(Problem to solve): Only the number is wanted: count the lines in the data with "collection" in them.

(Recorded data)
______

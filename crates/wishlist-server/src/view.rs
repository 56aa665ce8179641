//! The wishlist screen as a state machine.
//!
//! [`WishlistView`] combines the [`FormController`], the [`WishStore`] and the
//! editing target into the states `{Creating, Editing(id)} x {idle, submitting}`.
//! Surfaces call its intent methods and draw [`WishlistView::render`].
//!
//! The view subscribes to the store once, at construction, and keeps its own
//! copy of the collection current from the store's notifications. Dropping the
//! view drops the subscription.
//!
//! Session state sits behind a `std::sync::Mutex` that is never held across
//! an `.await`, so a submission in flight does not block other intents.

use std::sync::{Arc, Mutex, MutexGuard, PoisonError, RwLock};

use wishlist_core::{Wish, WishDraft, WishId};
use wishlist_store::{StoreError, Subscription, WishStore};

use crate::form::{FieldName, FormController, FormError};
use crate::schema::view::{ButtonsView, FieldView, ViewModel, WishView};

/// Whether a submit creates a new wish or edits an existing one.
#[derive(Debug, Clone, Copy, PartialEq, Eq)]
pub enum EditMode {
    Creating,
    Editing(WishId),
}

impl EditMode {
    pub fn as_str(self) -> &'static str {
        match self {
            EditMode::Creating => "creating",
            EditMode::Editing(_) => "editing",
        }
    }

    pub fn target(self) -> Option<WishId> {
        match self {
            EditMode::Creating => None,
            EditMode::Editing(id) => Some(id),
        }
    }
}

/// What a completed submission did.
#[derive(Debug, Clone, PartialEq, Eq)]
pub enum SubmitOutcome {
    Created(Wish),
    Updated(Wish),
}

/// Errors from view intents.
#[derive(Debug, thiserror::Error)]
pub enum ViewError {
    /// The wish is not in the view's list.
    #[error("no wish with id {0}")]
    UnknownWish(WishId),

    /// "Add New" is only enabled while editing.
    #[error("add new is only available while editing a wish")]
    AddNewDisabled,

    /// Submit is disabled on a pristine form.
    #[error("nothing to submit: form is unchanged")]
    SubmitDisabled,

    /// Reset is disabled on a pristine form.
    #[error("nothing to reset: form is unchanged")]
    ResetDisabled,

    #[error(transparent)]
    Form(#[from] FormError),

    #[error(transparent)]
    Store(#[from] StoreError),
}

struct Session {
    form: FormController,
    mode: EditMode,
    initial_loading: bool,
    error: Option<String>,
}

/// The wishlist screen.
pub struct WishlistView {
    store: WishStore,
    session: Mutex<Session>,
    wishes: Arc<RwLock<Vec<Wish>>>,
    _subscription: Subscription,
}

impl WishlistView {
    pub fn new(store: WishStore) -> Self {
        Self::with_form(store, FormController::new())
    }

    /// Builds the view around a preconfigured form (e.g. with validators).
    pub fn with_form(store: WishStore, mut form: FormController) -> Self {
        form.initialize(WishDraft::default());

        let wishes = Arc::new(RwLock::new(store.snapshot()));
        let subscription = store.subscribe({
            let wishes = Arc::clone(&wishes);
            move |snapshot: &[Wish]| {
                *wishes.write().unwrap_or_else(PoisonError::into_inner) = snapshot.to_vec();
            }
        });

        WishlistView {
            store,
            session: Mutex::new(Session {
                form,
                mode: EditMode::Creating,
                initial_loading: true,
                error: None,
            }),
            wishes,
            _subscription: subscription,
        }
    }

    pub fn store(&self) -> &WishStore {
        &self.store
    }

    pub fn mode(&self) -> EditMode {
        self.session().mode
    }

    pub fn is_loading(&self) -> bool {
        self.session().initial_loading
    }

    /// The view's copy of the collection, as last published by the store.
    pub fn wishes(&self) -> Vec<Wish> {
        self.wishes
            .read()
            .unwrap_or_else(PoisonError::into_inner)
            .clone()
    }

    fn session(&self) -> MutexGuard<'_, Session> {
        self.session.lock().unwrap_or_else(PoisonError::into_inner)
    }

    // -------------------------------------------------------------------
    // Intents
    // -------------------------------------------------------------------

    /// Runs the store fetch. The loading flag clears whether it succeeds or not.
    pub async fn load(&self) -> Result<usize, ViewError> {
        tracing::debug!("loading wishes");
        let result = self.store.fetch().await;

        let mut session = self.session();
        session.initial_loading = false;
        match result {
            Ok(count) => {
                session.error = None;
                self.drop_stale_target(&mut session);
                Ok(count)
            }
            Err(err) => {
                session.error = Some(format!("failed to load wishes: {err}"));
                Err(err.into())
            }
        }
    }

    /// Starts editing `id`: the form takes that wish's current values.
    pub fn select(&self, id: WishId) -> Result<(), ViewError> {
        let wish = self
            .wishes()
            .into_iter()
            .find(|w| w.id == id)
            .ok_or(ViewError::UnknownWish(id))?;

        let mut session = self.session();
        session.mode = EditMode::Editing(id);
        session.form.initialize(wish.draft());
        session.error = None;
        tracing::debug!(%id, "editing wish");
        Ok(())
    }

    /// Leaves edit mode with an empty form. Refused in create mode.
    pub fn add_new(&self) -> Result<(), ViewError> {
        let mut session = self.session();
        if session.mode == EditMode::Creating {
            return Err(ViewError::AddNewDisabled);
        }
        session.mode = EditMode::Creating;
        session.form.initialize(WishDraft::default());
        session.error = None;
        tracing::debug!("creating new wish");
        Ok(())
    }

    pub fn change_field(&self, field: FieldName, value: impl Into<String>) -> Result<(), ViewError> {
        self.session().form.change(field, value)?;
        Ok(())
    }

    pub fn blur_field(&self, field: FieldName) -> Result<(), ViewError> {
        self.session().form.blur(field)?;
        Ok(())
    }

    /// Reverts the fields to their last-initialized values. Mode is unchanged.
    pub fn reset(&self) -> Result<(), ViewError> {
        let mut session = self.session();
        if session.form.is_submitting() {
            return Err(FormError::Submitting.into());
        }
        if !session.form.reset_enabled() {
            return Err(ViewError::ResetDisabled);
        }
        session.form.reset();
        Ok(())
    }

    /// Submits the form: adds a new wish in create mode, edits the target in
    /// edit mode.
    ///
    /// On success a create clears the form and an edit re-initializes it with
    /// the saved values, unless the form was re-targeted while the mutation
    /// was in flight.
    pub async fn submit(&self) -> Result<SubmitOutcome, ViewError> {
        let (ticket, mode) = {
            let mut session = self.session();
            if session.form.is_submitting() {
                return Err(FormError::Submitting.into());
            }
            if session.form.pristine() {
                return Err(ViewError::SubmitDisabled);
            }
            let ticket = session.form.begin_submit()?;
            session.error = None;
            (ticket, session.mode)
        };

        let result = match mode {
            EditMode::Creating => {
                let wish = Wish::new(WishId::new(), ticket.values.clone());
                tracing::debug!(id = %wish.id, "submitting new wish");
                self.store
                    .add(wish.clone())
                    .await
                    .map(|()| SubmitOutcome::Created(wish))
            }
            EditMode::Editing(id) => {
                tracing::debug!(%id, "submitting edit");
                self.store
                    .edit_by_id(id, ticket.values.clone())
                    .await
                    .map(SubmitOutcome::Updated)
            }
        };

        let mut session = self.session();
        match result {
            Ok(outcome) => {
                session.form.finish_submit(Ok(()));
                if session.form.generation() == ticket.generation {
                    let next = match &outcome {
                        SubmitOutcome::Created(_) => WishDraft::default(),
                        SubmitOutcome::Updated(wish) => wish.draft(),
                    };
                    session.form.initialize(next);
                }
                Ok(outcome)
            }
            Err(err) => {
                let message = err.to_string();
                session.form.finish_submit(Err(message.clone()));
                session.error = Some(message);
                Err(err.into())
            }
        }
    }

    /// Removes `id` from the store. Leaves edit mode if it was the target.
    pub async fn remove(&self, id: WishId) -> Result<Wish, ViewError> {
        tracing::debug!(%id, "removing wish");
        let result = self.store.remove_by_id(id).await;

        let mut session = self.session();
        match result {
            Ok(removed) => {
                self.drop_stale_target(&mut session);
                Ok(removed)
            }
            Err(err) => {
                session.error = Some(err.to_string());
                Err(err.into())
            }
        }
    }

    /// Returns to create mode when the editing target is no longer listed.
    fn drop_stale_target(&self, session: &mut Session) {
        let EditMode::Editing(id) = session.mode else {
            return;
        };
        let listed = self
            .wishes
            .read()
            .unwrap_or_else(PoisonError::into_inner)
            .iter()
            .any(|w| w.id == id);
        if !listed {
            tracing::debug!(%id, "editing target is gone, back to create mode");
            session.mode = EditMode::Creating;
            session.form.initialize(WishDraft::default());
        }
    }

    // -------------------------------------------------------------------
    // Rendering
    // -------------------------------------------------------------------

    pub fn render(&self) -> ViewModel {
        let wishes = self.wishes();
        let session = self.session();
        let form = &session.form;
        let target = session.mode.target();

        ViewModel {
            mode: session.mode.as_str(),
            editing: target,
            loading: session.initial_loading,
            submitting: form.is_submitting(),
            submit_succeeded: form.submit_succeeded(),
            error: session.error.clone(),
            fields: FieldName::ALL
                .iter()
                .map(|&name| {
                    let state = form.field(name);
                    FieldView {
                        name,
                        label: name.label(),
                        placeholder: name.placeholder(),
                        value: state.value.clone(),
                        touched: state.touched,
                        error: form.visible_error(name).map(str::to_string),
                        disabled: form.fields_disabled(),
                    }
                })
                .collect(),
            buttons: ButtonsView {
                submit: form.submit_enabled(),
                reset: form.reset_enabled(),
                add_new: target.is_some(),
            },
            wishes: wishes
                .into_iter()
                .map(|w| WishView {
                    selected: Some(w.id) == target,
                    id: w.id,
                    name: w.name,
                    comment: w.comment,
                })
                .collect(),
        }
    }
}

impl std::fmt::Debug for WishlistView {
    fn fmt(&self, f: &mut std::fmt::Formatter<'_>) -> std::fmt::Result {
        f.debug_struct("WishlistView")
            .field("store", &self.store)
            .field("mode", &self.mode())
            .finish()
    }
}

______

(Result below): 2